Собственно, известно только одно произведение Казимира Малевича, связанное напрямую с советской действительностью, — картина «Красная конница», показанная в 1933 году на выставке «Художники РСФСР за XV лет». Эту фантазию на тему 1918 года (внизу стоит именно эта авторская дата) художник, судя по надписи на обороте холста, называл «Скачет красная конница из октябрьской столицы, на защиту советской границы». Само это зарифмованное название напоминает по своему духу те наивные стихи, которые помещались под цветными литографиями издательства «Сегодняшний лубок», которые были выпущены в начале войны 1914 года и над которыми работал тогда же, наряду со многими художниками, Малевич (например, лист «Скоро, скоро будем в Краков / — Удирайте от казаков»). Именно подобную лубочность Малевич и соединил в своем полотне с параллельными полосами земли. Поскольку такие полосы обозначали у него землю, воспринимаемую в движении, это могло увеличивать впечатление от стремительности всадников, как мираж промелькнувших на горизонте.
Тот синдром теоретичности, который характерен для развития европейского авангарда, не обошел и Малевича. Понятно, что ему надо было пояснять свои позиции, учить последователей, создавая школу. Стоит заметить, что тексты 1910-х годов, которые говорили о возникновении супрематизма, затемняли теософскую основу, представляя его возникновение чисто эволюционным путем, когда он сперва выходил из кубизма (текст брошюры «От кубизма к супрематизму. Новый живописный реализм», два издания, 1916 г.), а потом уже, позже, — из Сезанна (брошюра «От Сезанна до супрематизма. Критический очерк», 1920 г.). К 1920 году кубизм уже не являлся актуальностью, в то время как все больше и больше устанавливался культ Сезанна. Правда, наследие Сезанна в интерпретации Малевича претерпевает сильные корректировки, становясь формульным, теряя живое обаяние реальности, которое имелось у картин мастера из Экса (ведь он был все же художником XIX века).
С большей откровенностью Малевич открывается в статьях 1920-х годов. И наконец, предельно открыт в записях тех же лет, которые являлись неким конспектом лекций для своих последователей (рукописи в Архиве Малевича в Государственном музее, Амстердам). Он набрасывает всю теософскую концепцию своего творчества, говорит о новой религии, о храмах и о пути из Египта (как из места рождения всех эзотерических знаний), о понимании пространства и времени, прогрессии.

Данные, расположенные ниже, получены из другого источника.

use std::path::PathBuf;

use anyhow::{Context, Result};
use config::{Config, Environment, File};
use serde::Deserialize;

const VISION_ANNOTATE_URL: &str = "https://vision.googleapis.com/v1/images:annotate";

/// Runtime settings: defaults, then `card_scanner.toml`, then `CARDSCAN_*` env vars.
#[derive(Debug, Clone, Deserialize)]
pub struct Settings {
    pub database_path: PathBuf,
    pub ocr_endpoint: String,
    pub ocr_api_key: Option<String>,
    pub ocr_language_hints: Vec<String>,
    pub crm_endpoint: Option<String>,
    pub crm_api_key: Option<String>,
    pub crm_concurrency: usize,
    pub max_retries: u32,
}

impl Settings {
    pub fn load() -> Result<Self> {
        Self::from_builder(
            Config::builder()
                .add_source(File::with_name("card_scanner").required(false))
                .add_source(env_source()),
        )
    }

    fn from_builder(
        builder: config::ConfigBuilder<config::builder::DefaultState>,
    ) -> Result<Self> {
        builder
            .set_default("database_path", "data/contacts.sqlite")?
            .set_default("ocr_endpoint", VISION_ANNOTATE_URL)?
            .set_default("ocr_language_hints", vec!["en"])?
            .set_default("crm_concurrency", 4)?
            .set_default("max_retries", 3)?
            .build()
            .context("Failed to read settings")?
            .try_deserialize()
            .context("Invalid settings")
    }
}

/// `CARDSCAN_*` variables. List values are comma separated: `CARDSCAN_OCR_LANGUAGE_HINTS=en,de`.
fn env_source() -> Environment {
    Environment::with_prefix("CARDSCAN")
        .try_parsing(true)
        .list_separator(",")
        .with_list_parse_key("ocr_language_hints")
}

#[cfg(test)]
mod tests {
    use super::*;

    #[test]
    fn defaults() {
        let s = Settings::from_builder(Config::builder()).unwrap();
        assert_eq!(s.database_path, PathBuf::from("data/contacts.sqlite"));
        assert_eq!(s.ocr_endpoint, VISION_ANNOTATE_URL);
        assert_eq!(s.ocr_language_hints, vec!["en".to_string()]);
        assert!(s.ocr_api_key.is_none());
        assert!(s.crm_endpoint.is_none());
        assert_eq!(s.crm_concurrency, 4);
        assert_eq!(s.max_retries, 3);
    }

    #[test]
    fn overrides_win_over_defaults() {
        let builder = Config::builder()
            .set_override("crm_endpoint", "http://localhost:9000/contacts")
            .unwrap()
            .set_override("crm_concurrency", 8)
            .unwrap();
        let s = Settings::from_builder(builder).unwrap();
        assert_eq!(s.crm_endpoint.as_deref(), Some("http://localhost:9000/contacts"));
        assert_eq!(s.crm_concurrency, 8);
    }

    #[test]
    fn env_vars_parse_lists_and_numbers() {
        let vars = config::Map::from([
            ("CARDSCAN_OCR_LANGUAGE_HINTS".to_string(), "en,de".to_string()),
            ("CARDSCAN_CRM_CONCURRENCY".to_string(), "8".to_string()),
            ("CARDSCAN_OCR_API_KEY".to_string(), "secret".to_string()),
        ]);
        let builder = Config::builder().add_source(env_source().source(Some(vars)));
        let s = Settings::from_builder(builder).unwrap();
        assert_eq!(s.ocr_language_hints, vec!["en".to_string(), "de".to_string()]);
        assert_eq!(s.crm_concurrency, 8);
        assert_eq!(s.ocr_api_key.as_deref(), Some("secret"));
    }
}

Многие слова в этих текстах, столь схожих с нынешним бытовым употреблением, у него имели другое значение. И об этом нельзя забывать.
Здесь собраны все сокровища его внутренней духовной жизни. Их знать необходимо, так как они дают ключ к пониманию того, что волновало его всю жизнь. Собственно, они также часть его творческого наследия, которое мы только лишь по инерции своего восприятия делим на живописное, графическое или текстовое. Для художника — они едины. При всей своей самостоятельности они составляют одно целое. Сюда же включаются и его опыты на сцене, в зодчестве, в поэзии.